→ **EXERCISE**
Please work out how many lines in the entries contain "Platform", then give that number with nothing added.

Dataset entries
Segment Open
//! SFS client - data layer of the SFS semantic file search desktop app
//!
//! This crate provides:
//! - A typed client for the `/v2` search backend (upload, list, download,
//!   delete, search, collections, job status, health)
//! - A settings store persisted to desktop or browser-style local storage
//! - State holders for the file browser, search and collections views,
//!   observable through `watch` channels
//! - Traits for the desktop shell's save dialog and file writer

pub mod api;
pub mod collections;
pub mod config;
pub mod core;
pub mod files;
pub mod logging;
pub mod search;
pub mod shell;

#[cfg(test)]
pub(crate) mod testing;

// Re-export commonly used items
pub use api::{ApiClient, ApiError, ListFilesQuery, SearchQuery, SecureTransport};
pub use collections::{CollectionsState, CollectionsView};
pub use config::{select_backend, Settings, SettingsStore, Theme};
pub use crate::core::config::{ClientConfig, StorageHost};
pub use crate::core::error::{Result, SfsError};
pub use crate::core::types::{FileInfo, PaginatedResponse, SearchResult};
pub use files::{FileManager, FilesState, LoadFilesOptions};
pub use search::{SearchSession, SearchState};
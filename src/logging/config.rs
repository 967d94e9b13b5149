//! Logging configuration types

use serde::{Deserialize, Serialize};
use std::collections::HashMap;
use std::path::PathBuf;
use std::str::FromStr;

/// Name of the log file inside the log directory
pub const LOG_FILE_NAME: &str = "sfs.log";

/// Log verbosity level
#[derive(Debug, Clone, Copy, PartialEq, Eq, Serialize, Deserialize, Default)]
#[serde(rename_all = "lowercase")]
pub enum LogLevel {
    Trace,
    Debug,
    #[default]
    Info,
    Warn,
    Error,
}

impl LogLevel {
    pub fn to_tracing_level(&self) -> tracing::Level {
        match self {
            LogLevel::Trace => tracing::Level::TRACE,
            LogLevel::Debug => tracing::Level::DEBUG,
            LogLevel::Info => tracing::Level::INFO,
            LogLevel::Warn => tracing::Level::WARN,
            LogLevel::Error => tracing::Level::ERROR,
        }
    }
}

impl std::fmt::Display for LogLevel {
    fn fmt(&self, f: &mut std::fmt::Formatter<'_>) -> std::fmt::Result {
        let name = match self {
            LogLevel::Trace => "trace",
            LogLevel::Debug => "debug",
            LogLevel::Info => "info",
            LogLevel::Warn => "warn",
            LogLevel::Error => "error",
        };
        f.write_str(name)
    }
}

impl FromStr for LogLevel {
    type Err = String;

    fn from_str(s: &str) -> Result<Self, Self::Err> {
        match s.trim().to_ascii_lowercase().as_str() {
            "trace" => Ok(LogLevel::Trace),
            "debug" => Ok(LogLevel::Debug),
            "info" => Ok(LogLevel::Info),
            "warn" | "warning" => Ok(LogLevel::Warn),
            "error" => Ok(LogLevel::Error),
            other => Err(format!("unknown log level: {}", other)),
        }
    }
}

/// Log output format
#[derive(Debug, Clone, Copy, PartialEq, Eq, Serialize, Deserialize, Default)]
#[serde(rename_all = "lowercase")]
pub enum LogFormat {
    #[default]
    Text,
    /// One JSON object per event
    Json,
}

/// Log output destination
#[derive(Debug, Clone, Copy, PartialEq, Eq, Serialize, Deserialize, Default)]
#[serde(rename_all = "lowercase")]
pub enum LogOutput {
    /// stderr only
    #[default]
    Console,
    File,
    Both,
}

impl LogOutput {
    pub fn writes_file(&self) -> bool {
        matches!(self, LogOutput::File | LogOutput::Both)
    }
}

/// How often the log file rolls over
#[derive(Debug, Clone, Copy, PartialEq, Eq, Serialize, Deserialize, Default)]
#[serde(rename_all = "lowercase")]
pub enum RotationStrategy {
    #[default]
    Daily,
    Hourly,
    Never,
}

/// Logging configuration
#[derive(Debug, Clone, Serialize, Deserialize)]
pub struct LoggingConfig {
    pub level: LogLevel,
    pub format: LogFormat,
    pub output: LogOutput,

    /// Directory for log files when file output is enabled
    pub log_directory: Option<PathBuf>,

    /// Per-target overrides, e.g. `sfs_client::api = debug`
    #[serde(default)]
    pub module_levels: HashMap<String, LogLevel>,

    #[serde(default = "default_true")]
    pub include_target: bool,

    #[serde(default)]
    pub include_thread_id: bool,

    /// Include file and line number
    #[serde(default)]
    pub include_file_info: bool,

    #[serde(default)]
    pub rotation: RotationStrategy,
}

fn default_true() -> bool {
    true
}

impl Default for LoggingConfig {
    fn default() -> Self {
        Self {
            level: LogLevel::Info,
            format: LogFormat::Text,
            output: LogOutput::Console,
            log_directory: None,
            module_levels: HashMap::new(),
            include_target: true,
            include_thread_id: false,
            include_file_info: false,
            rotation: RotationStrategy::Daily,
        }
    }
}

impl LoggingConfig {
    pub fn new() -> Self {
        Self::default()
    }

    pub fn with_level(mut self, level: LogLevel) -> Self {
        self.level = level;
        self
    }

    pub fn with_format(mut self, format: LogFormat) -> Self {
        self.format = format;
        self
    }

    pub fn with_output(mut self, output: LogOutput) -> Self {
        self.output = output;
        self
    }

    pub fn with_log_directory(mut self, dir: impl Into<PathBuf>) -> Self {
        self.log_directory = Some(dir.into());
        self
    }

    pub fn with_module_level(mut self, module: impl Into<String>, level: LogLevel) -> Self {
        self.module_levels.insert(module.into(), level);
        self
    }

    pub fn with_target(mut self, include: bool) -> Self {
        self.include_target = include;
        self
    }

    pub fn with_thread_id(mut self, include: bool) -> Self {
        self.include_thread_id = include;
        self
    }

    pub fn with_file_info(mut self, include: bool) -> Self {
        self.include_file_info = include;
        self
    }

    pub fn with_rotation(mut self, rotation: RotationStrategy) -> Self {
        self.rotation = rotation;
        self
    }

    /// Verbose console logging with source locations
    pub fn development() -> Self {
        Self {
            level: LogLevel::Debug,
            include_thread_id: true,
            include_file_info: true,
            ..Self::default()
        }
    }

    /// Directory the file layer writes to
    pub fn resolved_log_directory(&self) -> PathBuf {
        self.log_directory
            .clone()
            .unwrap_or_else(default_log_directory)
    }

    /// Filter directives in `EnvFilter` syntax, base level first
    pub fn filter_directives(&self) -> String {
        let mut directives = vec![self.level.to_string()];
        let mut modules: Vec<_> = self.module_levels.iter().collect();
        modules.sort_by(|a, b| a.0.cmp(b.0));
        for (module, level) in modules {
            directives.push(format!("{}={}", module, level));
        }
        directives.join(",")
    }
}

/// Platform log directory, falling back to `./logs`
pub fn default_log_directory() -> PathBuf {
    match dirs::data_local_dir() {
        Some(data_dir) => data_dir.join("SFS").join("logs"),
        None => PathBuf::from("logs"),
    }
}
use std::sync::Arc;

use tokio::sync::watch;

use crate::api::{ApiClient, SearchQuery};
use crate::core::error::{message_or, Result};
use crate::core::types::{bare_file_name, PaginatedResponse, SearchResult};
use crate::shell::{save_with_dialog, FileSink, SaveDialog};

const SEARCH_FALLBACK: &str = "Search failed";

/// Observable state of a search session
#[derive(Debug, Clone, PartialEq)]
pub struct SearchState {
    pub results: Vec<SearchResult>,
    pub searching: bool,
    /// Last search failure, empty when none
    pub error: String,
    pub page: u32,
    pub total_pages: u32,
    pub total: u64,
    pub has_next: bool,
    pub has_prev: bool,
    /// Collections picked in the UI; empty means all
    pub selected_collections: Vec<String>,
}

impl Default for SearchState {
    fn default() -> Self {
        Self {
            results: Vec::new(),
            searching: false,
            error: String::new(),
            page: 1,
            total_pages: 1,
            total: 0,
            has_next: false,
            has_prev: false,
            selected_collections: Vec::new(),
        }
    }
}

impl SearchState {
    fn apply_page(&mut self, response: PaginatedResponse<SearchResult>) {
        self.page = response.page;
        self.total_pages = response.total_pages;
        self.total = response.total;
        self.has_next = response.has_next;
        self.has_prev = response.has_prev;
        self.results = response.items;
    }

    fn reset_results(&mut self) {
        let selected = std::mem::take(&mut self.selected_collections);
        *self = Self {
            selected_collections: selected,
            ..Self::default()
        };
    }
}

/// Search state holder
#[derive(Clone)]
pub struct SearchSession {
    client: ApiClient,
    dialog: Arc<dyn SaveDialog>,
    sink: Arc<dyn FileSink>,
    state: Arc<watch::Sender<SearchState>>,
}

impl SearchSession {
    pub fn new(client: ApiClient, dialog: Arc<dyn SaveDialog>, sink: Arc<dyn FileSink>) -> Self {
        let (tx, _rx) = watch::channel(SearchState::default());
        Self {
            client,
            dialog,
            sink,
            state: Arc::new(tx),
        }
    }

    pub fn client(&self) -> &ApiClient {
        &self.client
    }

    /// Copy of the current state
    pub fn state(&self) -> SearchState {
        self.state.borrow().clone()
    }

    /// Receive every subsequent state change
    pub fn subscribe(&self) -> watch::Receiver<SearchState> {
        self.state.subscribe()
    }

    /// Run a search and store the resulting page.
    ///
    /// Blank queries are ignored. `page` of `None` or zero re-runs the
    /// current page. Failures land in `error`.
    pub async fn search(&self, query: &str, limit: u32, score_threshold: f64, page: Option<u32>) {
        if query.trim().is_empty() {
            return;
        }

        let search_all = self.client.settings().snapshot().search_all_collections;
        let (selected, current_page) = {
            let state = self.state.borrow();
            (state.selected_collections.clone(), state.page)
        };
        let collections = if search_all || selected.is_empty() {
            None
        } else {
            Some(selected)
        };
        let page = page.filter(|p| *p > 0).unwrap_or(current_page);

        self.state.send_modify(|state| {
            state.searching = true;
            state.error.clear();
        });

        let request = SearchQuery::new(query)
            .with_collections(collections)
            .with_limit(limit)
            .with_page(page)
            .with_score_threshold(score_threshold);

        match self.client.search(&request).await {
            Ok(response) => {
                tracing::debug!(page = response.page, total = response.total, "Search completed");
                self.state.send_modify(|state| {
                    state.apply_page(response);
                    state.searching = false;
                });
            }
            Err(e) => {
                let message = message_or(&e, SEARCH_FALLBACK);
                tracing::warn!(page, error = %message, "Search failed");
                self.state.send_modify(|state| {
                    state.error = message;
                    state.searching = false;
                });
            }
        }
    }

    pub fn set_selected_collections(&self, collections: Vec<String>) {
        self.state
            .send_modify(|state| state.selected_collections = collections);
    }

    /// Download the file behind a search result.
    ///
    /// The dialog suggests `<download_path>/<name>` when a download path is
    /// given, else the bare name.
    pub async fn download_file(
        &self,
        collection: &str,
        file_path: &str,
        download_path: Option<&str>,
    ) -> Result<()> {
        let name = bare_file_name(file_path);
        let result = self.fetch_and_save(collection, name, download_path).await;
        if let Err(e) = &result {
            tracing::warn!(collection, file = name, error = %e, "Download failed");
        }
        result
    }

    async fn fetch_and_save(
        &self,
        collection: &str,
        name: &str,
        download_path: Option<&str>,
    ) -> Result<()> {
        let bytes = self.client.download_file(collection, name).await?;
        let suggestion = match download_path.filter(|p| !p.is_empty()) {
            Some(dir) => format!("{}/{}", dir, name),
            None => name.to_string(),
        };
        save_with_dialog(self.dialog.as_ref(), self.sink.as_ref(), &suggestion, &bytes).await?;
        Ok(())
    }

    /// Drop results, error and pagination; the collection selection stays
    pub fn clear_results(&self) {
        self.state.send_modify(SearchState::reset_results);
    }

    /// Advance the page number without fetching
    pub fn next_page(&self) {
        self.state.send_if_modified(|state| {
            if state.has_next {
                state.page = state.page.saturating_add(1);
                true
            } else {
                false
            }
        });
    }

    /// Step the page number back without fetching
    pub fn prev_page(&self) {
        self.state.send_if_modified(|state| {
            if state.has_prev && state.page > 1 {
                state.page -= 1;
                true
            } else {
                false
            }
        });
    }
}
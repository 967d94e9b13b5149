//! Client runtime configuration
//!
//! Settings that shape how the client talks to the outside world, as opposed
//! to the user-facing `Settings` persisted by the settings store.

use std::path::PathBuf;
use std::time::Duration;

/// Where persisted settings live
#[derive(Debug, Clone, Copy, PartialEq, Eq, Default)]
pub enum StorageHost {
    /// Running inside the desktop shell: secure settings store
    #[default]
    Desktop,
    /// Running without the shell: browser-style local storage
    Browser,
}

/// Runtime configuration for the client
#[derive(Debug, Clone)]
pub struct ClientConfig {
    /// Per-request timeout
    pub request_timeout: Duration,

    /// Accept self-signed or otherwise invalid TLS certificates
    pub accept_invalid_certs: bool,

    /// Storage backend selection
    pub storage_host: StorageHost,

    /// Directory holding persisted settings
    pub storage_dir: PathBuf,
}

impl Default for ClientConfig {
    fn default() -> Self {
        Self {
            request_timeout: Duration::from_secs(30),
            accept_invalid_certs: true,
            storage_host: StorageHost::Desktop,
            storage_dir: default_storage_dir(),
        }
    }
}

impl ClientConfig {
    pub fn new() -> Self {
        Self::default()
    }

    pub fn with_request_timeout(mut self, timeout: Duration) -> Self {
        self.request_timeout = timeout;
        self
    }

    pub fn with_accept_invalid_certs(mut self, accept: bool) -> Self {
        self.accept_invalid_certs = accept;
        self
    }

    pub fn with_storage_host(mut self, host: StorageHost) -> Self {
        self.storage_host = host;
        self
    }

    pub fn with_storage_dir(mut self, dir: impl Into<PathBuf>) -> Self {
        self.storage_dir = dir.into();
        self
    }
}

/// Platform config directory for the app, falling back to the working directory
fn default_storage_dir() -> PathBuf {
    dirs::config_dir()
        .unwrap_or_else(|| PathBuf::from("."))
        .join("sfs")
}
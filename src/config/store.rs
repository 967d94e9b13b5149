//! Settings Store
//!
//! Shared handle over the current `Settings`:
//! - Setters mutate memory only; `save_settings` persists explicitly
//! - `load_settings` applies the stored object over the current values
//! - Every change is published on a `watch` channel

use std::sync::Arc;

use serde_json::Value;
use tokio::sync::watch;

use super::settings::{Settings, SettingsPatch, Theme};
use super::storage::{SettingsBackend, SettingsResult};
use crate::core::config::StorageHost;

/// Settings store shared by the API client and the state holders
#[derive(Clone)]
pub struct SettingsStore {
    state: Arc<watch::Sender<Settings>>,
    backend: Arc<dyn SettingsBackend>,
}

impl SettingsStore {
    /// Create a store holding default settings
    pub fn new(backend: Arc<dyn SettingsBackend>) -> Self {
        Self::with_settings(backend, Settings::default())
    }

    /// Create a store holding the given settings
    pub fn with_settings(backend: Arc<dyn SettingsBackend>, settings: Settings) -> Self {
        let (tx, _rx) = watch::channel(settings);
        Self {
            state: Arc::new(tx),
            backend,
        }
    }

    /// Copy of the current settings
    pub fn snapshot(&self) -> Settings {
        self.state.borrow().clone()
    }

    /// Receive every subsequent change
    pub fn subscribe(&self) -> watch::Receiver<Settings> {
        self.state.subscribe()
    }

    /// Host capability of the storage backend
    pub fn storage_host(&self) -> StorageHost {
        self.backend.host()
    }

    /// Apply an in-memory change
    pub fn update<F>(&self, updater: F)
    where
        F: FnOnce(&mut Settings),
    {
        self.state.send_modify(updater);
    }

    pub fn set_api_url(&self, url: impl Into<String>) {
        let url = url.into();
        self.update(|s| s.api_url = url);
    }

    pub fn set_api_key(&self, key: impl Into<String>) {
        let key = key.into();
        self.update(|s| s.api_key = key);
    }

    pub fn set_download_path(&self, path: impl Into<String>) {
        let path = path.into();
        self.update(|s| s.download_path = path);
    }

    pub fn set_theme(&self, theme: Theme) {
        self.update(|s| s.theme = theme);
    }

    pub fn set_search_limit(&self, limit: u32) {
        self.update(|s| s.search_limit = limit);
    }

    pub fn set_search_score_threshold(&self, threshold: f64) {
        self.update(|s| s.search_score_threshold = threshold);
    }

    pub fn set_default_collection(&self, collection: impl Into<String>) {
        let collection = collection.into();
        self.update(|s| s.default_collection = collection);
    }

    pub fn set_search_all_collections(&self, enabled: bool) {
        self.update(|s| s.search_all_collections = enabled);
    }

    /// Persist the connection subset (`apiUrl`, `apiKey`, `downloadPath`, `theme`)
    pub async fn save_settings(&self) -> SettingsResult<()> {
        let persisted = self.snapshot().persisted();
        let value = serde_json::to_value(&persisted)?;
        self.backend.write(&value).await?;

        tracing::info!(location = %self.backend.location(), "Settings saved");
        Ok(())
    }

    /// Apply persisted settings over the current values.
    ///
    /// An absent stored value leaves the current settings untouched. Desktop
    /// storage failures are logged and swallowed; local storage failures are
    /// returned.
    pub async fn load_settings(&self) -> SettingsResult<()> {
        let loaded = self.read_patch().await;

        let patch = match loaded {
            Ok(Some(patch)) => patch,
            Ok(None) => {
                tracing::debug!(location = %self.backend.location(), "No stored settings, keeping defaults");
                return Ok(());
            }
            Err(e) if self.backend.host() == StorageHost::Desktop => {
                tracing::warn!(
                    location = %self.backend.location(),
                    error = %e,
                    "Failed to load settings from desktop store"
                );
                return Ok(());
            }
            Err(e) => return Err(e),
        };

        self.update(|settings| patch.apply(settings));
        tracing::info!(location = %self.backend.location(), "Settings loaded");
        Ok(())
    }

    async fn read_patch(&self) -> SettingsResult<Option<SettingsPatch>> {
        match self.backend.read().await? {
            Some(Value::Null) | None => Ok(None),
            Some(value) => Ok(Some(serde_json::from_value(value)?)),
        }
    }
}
Segment Closed
→ **YOUR SOLUTION**
2